The Heat… My God The HEAT

Nov 15, 2013

There are certainly a few things that scare me when I think of setting off into the world with little more than my wits and some stored knowledge of various places I might end up visiting.

Yes, I am scared I will be the victim of a typical tourism related crime (bag stolen, passport grifted, scammed out of many of my hard earned monies). Definitely nervous that my hubris, naiveté or plain old idiocy will result in a broken body part requiring helicopter transport from the jungle I was trying to traverse on a still feral boar. I am terrified something bad will happen to my wife [knocks on wood].
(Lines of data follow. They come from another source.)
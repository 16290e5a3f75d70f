//! In-memory database client definitions.

pub mod non_tx;
pub mod tx;

pub use self::{non_tx::NonTx, tx::Tx};
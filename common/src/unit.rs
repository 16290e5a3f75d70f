//! Marker types.

/// Marker type describing an entity creation.
#[derive(Clone, Copy, Debug)]
pub struct Creation;
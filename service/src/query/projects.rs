//! [`Query`] collection related to the multiple [`Project`]s.

use common::operations::By;

use crate::{domain::Project, read::project::list::Filter};
#[cfg(doc)]
use crate::Query;

use super::DatabaseQuery;

/// Queries a list of [`Project`]s satisfying a [`Filter`], in their insertion
/// order.
pub type List = DatabaseQuery<By<Vec<Project>, Filter>>;
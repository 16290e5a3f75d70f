//! Abstract operations over a storage.

use std::marker::PhantomData;

use crate::Handler;

/// Operation to insert a new value.
#[derive(Clone, Copy, Debug)]
pub struct Insert<T>(pub T);

/// Operation to update (or replace) a value.
#[derive(Clone, Copy, Debug)]
pub struct Update<T>(pub T);

/// Operation to delete a value.
#[derive(Clone, Copy, Debug)]
pub struct Delete<T>(pub T);

/// Operation to select a value.
#[derive(Clone, Copy, Debug)]
pub struct Select<T>(pub T);

/// Operation to start a transaction.
#[derive(Clone, Copy, Debug)]
pub struct Transact;

/// [`Transact`]ed value.
pub type Transacted<T> = <T as Handler<Transact>>::Ok;

/// Operation to commit a started transaction.
#[derive(Clone, Copy, Debug)]
pub struct Commit;

/// Selector of `W` by `B`.
#[derive(Clone, Copy, Debug)]
pub struct By<W, B> {
    /// Type of the value to select.
    _what: PhantomData<W>,

    /// Value to select by.
    by: B,
}

impl<W, B> By<W, B> {
    /// Creates a new [`By`] with the given value.
    #[must_use]
    pub fn new(by: B) -> Self {
        Self {
            _what: PhantomData,
            by,
        }
    }

    /// Returns the value this [`By`] selects by.
    #[must_use]
    pub fn by(&self) -> &B {
        &self.by
    }

    /// Consumes this [`By`] and returns the inner value.
    #[must_use]
    pub fn into_inner(self) -> B {
        self.by
    }
}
However as much as me being sore from injury or laid up from eating undercooked meat-on-a-stick will suck, and oh man it will suck, I am really super uncool (soon to far too literal) with the heat.

 

 

I am not a between-the-tropics type of guy. I was born and have lived my entire life in a climate with all four seasons definitively showing up. I mean I like cold weather. I like the snow. I look at where our collective would like to go and I do not see much in terms of countries dominating the Winter Olympics.

It dawned on me to look at the globe. Now I like maps, and I like to look over the maps to give myself an idea on this pale blue dot I may end up. Where places are relative to others. Then I decided to look at a map that included a thick red equator line. I was shocked.

As much as I have looked at a map in some form or another in recent months, I had not had the idea to check it with the equator visible. I could hardly believe that both Sri Lanka and Singapore (barely) are in the Northern Hemisphere. Then I immediately thought ‘Shit. Singapore, a place I truly want to get to, is pretty much on the fucking equator. Double fuck, this whole fucking trip is going to be a like a year-long vision quest in a fucking sweat lodge. Shit!!!’

Let me say this. I am not opposed to “nice weather” (which by the way is relative, I think Seattle has nice weather – it’s temperate, which is not a bad thing). I enjoy a trip to a place where is it warm. I have been to the desert during the summer. It’s good for a while. Especially with the knowledge that I can soon return to my hometown where the leaves turn color in the fall and not because the sun has literally burned them to a darkened shriveled hunk of their previous shade-giving glory. I am however not a fan of constant oppressive heat. Three showers a day, more shirts than that, never ending swamp ass, air like boiling soup heat. Frankly I do not understand how anyone enjoys that.

So apart from changing our planned route to detour through Scandinavia, what is this guy to do to counter the fire and brimstone like climate?

  • Slather on more sunscreen than should be allowed by law.

It’s not that I am so enamored with my porcelain doll skin that I want to stay pasty, but I do not tan. I go from stark white, to red, to hospital. There is very, very little middle ground. Sunscreen, not SPF3 tanning oil, will be needed in copious amounts. This will not help beat the heat, but will absolutely help curb the long lasting effect of that wretched star and its UV emissions.  It will definitely make my wife happy as she will not need to apply chilled aloe to my freshly fried skin every hour.

Additionally, and seriously make sure whatever sunscreen you are using is not old. Like all things it loses potency with age and when being in the equatorial sun for weeks at a time, weak sunscreen will not suffice.

  • Shade, shade and more shade

It is your friend. Find it and get in it.

  • Cool water, and colder beer

Drink both in copious amounts. Yes, water should probably be option one as alcohol will dehydrate you, but beer just tastes so much better. Plus enough beer will keep you from caring about the rising mercury as much.

  • Learn to love it

I have heard when travelling to places of extreme heat and humidity it can take 3 weeks to become fully acclimatized. I am hoping this time frame is accurate as I fear it will take more like 3 months. Regardless, iIt is eventually going to have to happen.

I may never love it. It may always be my nemesis. The bane of my fair skin. But that doesn’t mean I cannot come to enjoy the rays on my back and get over the fact my shirts will constantly be damp. And even if I can’t, I can convince myself that the hotter it gets the more beer is needed.